Design. Population-based historical cohort study.
Setting. Data in a general practice database in the United Kingdom during 1998 to 2001.
Patients. Children 6 to 15 years old with asthma and with 1 asthma-related visits to a general practitioner (GP) during a 12-month follow-up period.
Main Outcome Measures. Asthma-related hospitalizations, GP visits, and prescription drug costs during the 12-month follow-up period for patients with and without comorbid allergic rhinitis.
Results. Of 9522 children with asthma, 1879 (19.7%) had allergic rhinitis recorded in the GP medical records. Compared with children with asthma alone, children with comorbid allergic rhinitis experienced more GP visits (4.4 vs 3.4) and more of them were hospitalized for asthma (1.4% vs 0.5%) during the 12-month follow-up period. In multivariable regression analyses, comorbid allergic rhinitis was an independent predictor of hospitalization for asthma (odds ratio: 2.34; 95% confidence interval [CI]: 1.41–3.91) and was associated with increases in the number of asthma-related GP visits (mean increase: 0.53; 95% CI: 0.52–0.54) and asthma drug costs (mean increase £: 6.7; 95% CI: 6.5–7.0). The association between allergic rhinitis and higher costs of prescriptions for asthma drugs was independent of asthma severity, measured indirectly by the intensity of use of asthma drugs.

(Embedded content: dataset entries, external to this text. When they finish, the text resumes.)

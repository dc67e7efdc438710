use std::collections::HashMap;
use std::path::{Path, PathBuf};
use std::sync::{Arc, Mutex};
use std::time::{Duration, SystemTime};

use async_trait::async_trait;
use chrono::{DateTime, Utc};
use serde::Serialize;
use sqlx::PgPool;
use tracing::{debug, warn};

#[derive(Debug, thiserror::Error)]
pub enum LockError {
    #[error("database error: {0}")]
    Database(#[from] sqlx::Error),

    #[error("lock {id} is not held")]
    NotHeld { id: String, owner: Option<String> },

    #[error("local lock {}: {source}", .path.display())]
    Io {
        path: PathBuf,
        #[source]
        source: std::io::Error,
    },
}

#[derive(Debug, Clone, PartialEq, Eq, Serialize)]
pub struct LockInfo {
    pub id: String,
    pub owner: String,
    pub acquired_at: DateTime<Utc>,
}

/// Advisory mutex keyed by string, shared by every control-plane process.
#[async_trait]
pub trait PoolLock: Send + Sync + 'static {
    /// Take the lock if it is free. Never blocks.
    async fn try_acquire(&self, id: &str, owner: &str) -> Result<bool, LockError>;

    /// Release the lock. With an owner, only that owner's hold is released.
    /// Returns [`LockError::NotHeld`] when nothing matched.
    async fn release(&self, id: &str, owner: Option<&str>) -> Result<(), LockError>;

    async fn list(&self) -> Result<Vec<LockInfo>, LockError>;
}

/// Spin until the lock is taken.
pub async fn acquire(lock: &dyn PoolLock, id: &str, owner: &str, retry: Duration) -> Result<(), LockError> {
    let mut attempts = 0u32;
    while !lock.try_acquire(id, owner).await? {
        attempts += 1;
        if attempts % 12 == 0 {
            debug!(lock_id = id, owner, attempts, "still waiting for lock");
        }
        tokio::time::sleep(retry).await;
    }
    Ok(())
}

/// Release, logging instead of failing. Used on exit paths where the
/// primary result must win.
pub async fn release_quietly(lock: &dyn PoolLock, id: &str, owner: &str) {
    if let Err(e) = lock.release(id, Some(owner)).await {
        warn!(lock_id = id, owner, error = %e, "failed to release lock");
    }
}

/// A held lock. Dropping it without [`HeldLock::release`] hands the
/// release to a background task, so a cancelled holder cannot leak it.
pub struct HeldLock {
    lock: Arc<dyn PoolLock>,
    id: String,
    owner: String,
    released: bool,
}

impl HeldLock {
    /// Spin until the lock is taken, then guard it.
    pub async fn acquire(lock: Arc<dyn PoolLock>, id: &str, owner: &str, retry: Duration) -> Result<Self, LockError> {
        acquire(&*lock, id, owner, retry).await?;
        Ok(Self {
            lock,
            id: id.to_string(),
            owner: owner.to_string(),
            released: false,
        })
    }

    pub async fn release(mut self) {
        release_quietly(&*self.lock, &self.id, &self.owner).await;
        self.released = true;
    }
}

impl Drop for HeldLock {
    fn drop(&mut self) {
        if self.released {
            return;
        }
        let Ok(runtime) = tokio::runtime::Handle::try_current() else {
            warn!(lock_id = %self.id, owner = %self.owner, "lock dropped outside a runtime, left held");
            return;
        };
        warn!(lock_id = %self.id, owner = %self.owner, "lock holder cancelled, releasing");
        let lock = self.lock.clone();
        let id = std::mem::take(&mut self.id);
        let owner = std::mem::take(&mut self.owner);
        runtime.spawn(async move { release_quietly(&*lock, &id, &owner).await });
    }
}

// ── PostgreSQL ──────────────────────────────────────────────────────

pub struct PgPoolLock {
    pool: PgPool,
}

impl PgPoolLock {
    pub fn new(pool: PgPool) -> Self {
        Self { pool }
    }
}

#[async_trait]
impl PoolLock for PgPoolLock {
    async fn try_acquire(&self, id: &str, owner: &str) -> Result<bool, LockError> {
        Ok(nb_db::models::Lock::try_acquire(&self.pool, id, owner).await?)
    }

    async fn release(&self, id: &str, owner: Option<&str>) -> Result<(), LockError> {
        if nb_db::models::Lock::release(&self.pool, id, owner).await? {
            Ok(())
        } else {
            Err(LockError::NotHeld {
                id: id.to_string(),
                owner: owner.map(str::to_string),
            })
        }
    }

    async fn list(&self) -> Result<Vec<LockInfo>, LockError> {
        Ok(nb_db::models::Lock::list(&self.pool)
            .await?
            .into_iter()
            .map(|l| LockInfo {
                id: l.id,
                owner: l.owner,
                acquired_at: l.acquired_at,
            })
            .collect())
    }
}

// ── In-memory ───────────────────────────────────────────────────────

#[derive(Default)]
pub struct MemoryPoolLock {
    held: Mutex<HashMap<String, LockInfo>>,
}

impl MemoryPoolLock {
    pub fn new() -> Self {
        Self::default()
    }

    fn held(&self) -> std::sync::MutexGuard<'_, HashMap<String, LockInfo>> {
        self.held.lock().unwrap_or_else(|poisoned| poisoned.into_inner())
    }
}

#[async_trait]
impl PoolLock for MemoryPoolLock {
    async fn try_acquire(&self, id: &str, owner: &str) -> Result<bool, LockError> {
        let mut held = self.held();
        if held.contains_key(id) {
            return Ok(false);
        }
        held.insert(
            id.to_string(),
            LockInfo {
                id: id.to_string(),
                owner: owner.to_string(),
                acquired_at: Utc::now(),
            },
        );
        Ok(true)
    }

    async fn release(&self, id: &str, owner: Option<&str>) -> Result<(), LockError> {
        let mut held = self.held();
        match held.get(id) {
            Some(info) if owner.is_none_or(|o| o == info.owner) => {
                held.remove(id);
                Ok(())
            }
            _ => Err(LockError::NotHeld {
                id: id.to_string(),
                owner: owner.map(str::to_string),
            }),
        }
    }

    async fn list(&self) -> Result<Vec<LockInfo>, LockError> {
        let mut locks: Vec<LockInfo> = self.held().values().cloned().collect();
        locks.sort_by(|a, b| a.acquired_at.cmp(&b.acquired_at).then_with(|| a.id.cmp(&b.id)));
        Ok(locks)
    }
}

// ── Local file lock ─────────────────────────────────────────────────

/// Exclusive lock file in the runtime directory, held until dropped.
#[derive(Debug)]
pub struct LocalFileLock {
    path: PathBuf,
}

impl LocalFileLock {
    /// Lock files older than this are left over from a crashed process.
    pub const STALE_AFTER: Duration = Duration::from_secs(60 * 60);

    /// Try to create `path` exclusively, retrying until `timeout`.
    /// Returns `Ok(None)` on timeout.
    pub async fn try_lock(path: &Path, timeout: Duration) -> Result<Option<Self>, LockError> {
        if let Some(parent) = path.parent().filter(|p| !p.as_os_str().is_empty()) {
            tokio::fs::create_dir_all(parent).await.map_err(|source| LockError::Io {
                path: parent.to_path_buf(),
                source,
            })?;
        }
        let deadline = tokio::time::Instant::now() + timeout;
        loop {
            match tokio::fs::OpenOptions::new()
                .write(true)
                .create_new(true)
                .open(path)
                .await
            {
                Ok(_) => {
                    return Ok(Some(Self {
                        path: path.to_path_buf(),
                    }));
                }
                Err(e) if e.kind() == std::io::ErrorKind::AlreadyExists => {
                    if Self::is_stale(path).await {
                        warn!(path = %path.display(), "removing stale lock file");
                        let _ = tokio::fs::remove_file(path).await;
                        continue;
                    }
                }
                Err(source) => {
                    return Err(LockError::Io {
                        path: path.to_path_buf(),
                        source,
                    });
                }
            }

            if tokio::time::Instant::now() >= deadline {
                return Ok(None);
            }
            tokio::time::sleep(Duration::from_millis(50)).await;
        }
    }

    async fn is_stale(path: &Path) -> bool {
        let Ok(meta) = tokio::fs::metadata(path).await else {
            return false;
        };
        meta.modified()
            .ok()
            .and_then(|m| SystemTime::now().duration_since(m).ok())
            .is_some_and(|age| age > Self::STALE_AFTER)
    }
}

impl Drop for LocalFileLock {
    fn drop(&mut self) {
        if let Err(e) = std::fs::remove_file(&self.path) {
            warn!(path = %self.path.display(), error = %e, "failed to remove lock file");
        }
    }
}

#[cfg(test)]
mod tests {
    use super::*;

    #[tokio::test]
    async fn memory_lock_is_exclusive_and_owner_checked() {
        let lock = MemoryPoolLock::new();
        assert!(lock.try_acquire("dd_host:global", "a").await.unwrap());
        assert!(!lock.try_acquire("dd_host:global", "b").await.unwrap());

        assert!(matches!(
            lock.release("dd_host:global", Some("b")).await,
            Err(LockError::NotHeld { .. })
        ));
        lock.release("dd_host:global", Some("a")).await.unwrap();
        assert!(matches!(
            lock.release("dd_host:global", Some("a")).await,
            Err(LockError::NotHeld { .. })
        ));
    }

    #[tokio::test]
    async fn forced_release_ignores_owner() {
        let lock = MemoryPoolLock::new();
        lock.try_acquire("x", "stuck-worker").await.unwrap();
        assert_eq!(lock.list().await.unwrap().len(), 1);

        lock.release("x", None).await.unwrap();
        assert!(lock.list().await.unwrap().is_empty());
    }

    #[tokio::test]
    async fn acquire_waits_for_release() {
        let lock = std::sync::Arc::new(MemoryPoolLock::new());
        lock.try_acquire("x", "first").await.unwrap();

        let waiter = {
            let lock = lock.clone();
            tokio::spawn(async move { acquire(&*lock, "x", "second", Duration::from_millis(1)).await })
        };
        tokio::time::sleep(Duration::from_millis(20)).await;
        assert!(!waiter.is_finished());

        lock.release("x", Some("first")).await.unwrap();
        waiter.await.unwrap().unwrap();
        assert_eq!(lock.list().await.unwrap()[0].owner, "second");
    }

    #[tokio::test]
    async fn dropped_holder_releases_in_background() {
        let lock: Arc<dyn PoolLock> = Arc::new(MemoryPoolLock::new());
        let held = HeldLock::acquire(lock.clone(), "x", "cancelled", Duration::from_millis(1))
            .await
            .unwrap();
        assert_eq!(lock.list().await.unwrap().len(), 1);

        drop(held);
        tokio::time::timeout(
            Duration::from_secs(1),
            acquire(&*lock, "x", "next", Duration::from_millis(1)),
        )
        .await
        .expect("lock freed after drop")
        .unwrap();
    }

    #[tokio::test]
    async fn local_file_lock_times_out_while_held() {
        let dir = tempfile::tempdir().unwrap();
        let path = dir.path().join("housekeep.lock");

        let held = LocalFileLock::try_lock(&path, Duration::from_secs(1)).await.unwrap();
        assert!(held.is_some());

        let second = LocalFileLock::try_lock(&path, Duration::from_millis(100)).await.unwrap();
        assert!(second.is_none());

        drop(held);
        assert!(!path.exists());
        assert!(LocalFileLock::try_lock(&path, Duration::ZERO).await.unwrap().is_some());
    }
}
pub mod hetzner;
pub mod openstack;
pub mod types;

use std::fmt;
use std::str::FromStr;
use std::sync::Arc;

use async_trait::async_trait;
use serde::{Deserialize, Serialize};
use types::{HostSpec, ProvisionedHost, ServerId};

#[derive(Debug, thiserror::Error)]
pub enum Error {
    #[error("openstack error: {0}")]
    OpenStack(#[from] openstack_api::Error),

    #[error("hetzner api error: {0}")]
    HetznerApi(String),

    #[error("provisioning failed: {0}")]
    Provisioning(String),

    #[error("timed out waiting for {what} {id}")]
    Timeout { what: &'static str, id: String },

    #[error("invalid credentials: {0}")]
    Credentials(String),

    #[error("invalid id: {0}")]
    InvalidId(String),

    #[error("missing env var: {0}")]
    MissingEnv(String),

    #[error("unknown provider: {0}")]
    UnknownProvider(String),
}

pub type Result<T> = std::result::Result<T, Error>;

/// Known IaaS backends for pool hosts.
#[derive(Debug, Clone, Copy, PartialEq, Eq, Hash, Serialize, Deserialize)]
#[serde(rename_all = "lowercase")]
pub enum ProviderName {
    OpenStack,
    Hetzner,
}

impl ProviderName {
    pub fn as_str(&self) -> &'static str {
        match self {
            Self::OpenStack => "openstack",
            Self::Hetzner => "hetzner",
        }
    }
}

impl fmt::Display for ProviderName {
    fn fmt(&self, f: &mut fmt::Formatter<'_>) -> fmt::Result {
        f.write_str(self.as_str())
    }
}

impl FromStr for ProviderName {
    type Err = Error;

    fn from_str(s: &str) -> Result<Self> {
        match s {
            "openstack" => Ok(Self::OpenStack),
            "hetzner" => Ok(Self::Hetzner),
            other => Err(Error::UnknownProvider(other.to_string())),
        }
    }
}

/// Backend-agnostic interface for creating and destroying pool hosts.
///
/// Each provider owns its own credentials, loaded from the environment at
/// construction. Errors are returned, never encoded in a success value.
#[async_trait]
pub trait CloudProvider: Send + Sync + 'static {
    /// Boot a host and wait until it has a reachable private address.
    async fn provision(&self, spec: &HostSpec) -> Result<ProvisionedHost>;

    /// Destroy a host. A host that no longer exists is not an error.
    async fn deprovision(&self, id: &ServerId, delete_attached_volumes: bool) -> Result<()>;

    /// Provider identifier.
    fn name(&self) -> ProviderName;
}

/// Build the provider selected by `CLOUD_PROVIDER` (default `openstack`).
pub fn build_provider() -> Result<Arc<dyn CloudProvider>> {
    dotenvy::dotenv().ok();

    let name: ProviderName = std::env::var("CLOUD_PROVIDER")
        .unwrap_or_else(|_| "openstack".into())
        .parse()?;

    let provider: Arc<dyn CloudProvider> = match name {
        ProviderName::OpenStack => Arc::new(openstack::OpenStackProvider::from_env()?),
        ProviderName::Hetzner => Arc::new(hetzner::HetznerProvider::from_env()?),
    };

    tracing::info!(provider = %name, "registered cloud provider");
    Ok(provider)
}

#[cfg(test)]
mod tests {
    use super::*;

    #[test]
    fn provider_names_round_trip_through_strings() {
        for name in [ProviderName::OpenStack, ProviderName::Hetzner] {
            assert_eq!(name.as_str().parse::<ProviderName>().unwrap(), name);
        }
        assert!(matches!(
            "aws".parse::<ProviderName>(),
            Err(Error::UnknownProvider(p)) if p == "aws"
        ));
    }
}
use std::time::Duration;

/// Hosts are retired this long after they first carry a session.
pub const HOST_LIFETIME: i64 = 4 * 60 * 60;
/// Hosts with less lifetime than this are not counted as future capacity.
pub const HOST_LIFETIME_LOW: i64 = 5 * 60;
pub const MAX_HOST_ERRORS: u32 = 5;
pub const DOCKER_CLIENT_TIMEOUT: Duration = Duration::from_secs(180);

/// Record store namespace for everything the pool persists.
pub const NAMESPACE: &str = "HostPool";
pub const HOST_KEY_PREFIX: &str = "pool_vm_";
pub const CONFIG_KEY: &str = "backend_config";
/// Distributed lock guarding every pool mutation.
pub const POOL_LOCK_ID: &str = "dd_host:global";

/// Lifetimes, error cap and wait budgets of the pool. Production uses
/// [`PoolPolicy::default`]; tests shrink the waits.
#[derive(Debug, Clone)]
pub struct PoolPolicy {
    pub host_lifetime: i64,
    pub host_lifetime_low: i64,
    pub max_host_errors: u32,
    pub lock_retry_interval: Duration,
    pub port_wait: Duration,
    pub port_probe_interval: Duration,
    pub settle_delay: Duration,
}

impl Default for PoolPolicy {
    fn default() -> Self {
        Self {
            host_lifetime: HOST_LIFETIME,
            host_lifetime_low: HOST_LIFETIME_LOW,
            max_host_errors: MAX_HOST_ERRORS,
            lock_retry_interval: Duration::from_secs(5),
            port_wait: Duration::from_secs(60),
            port_probe_interval: Duration::from_secs(2),
            settle_delay: Duration::from_secs(2),
        }
    }
}

impl PoolPolicy {
    /// Instant waits, for tests and local runs against fakes.
    pub fn immediate() -> Self {
        Self {
            lock_retry_interval: Duration::from_millis(1),
            port_wait: Duration::ZERO,
            port_probe_interval: Duration::from_millis(1),
            settle_delay: Duration::ZERO,
            ..Self::default()
        }
    }
}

Conclusions. Children with comorbid allergic rhinitis incurred greater prescription drug costs and experienced more GP visits and hospitalizations for asthma than did children with asthma alone. A unified treatment strategy for asthma and allergic rhinitis, as recommended by the Allergic Rhinitis and Its Impact on Asthma initiative, might reduce the costs of treating these conditions.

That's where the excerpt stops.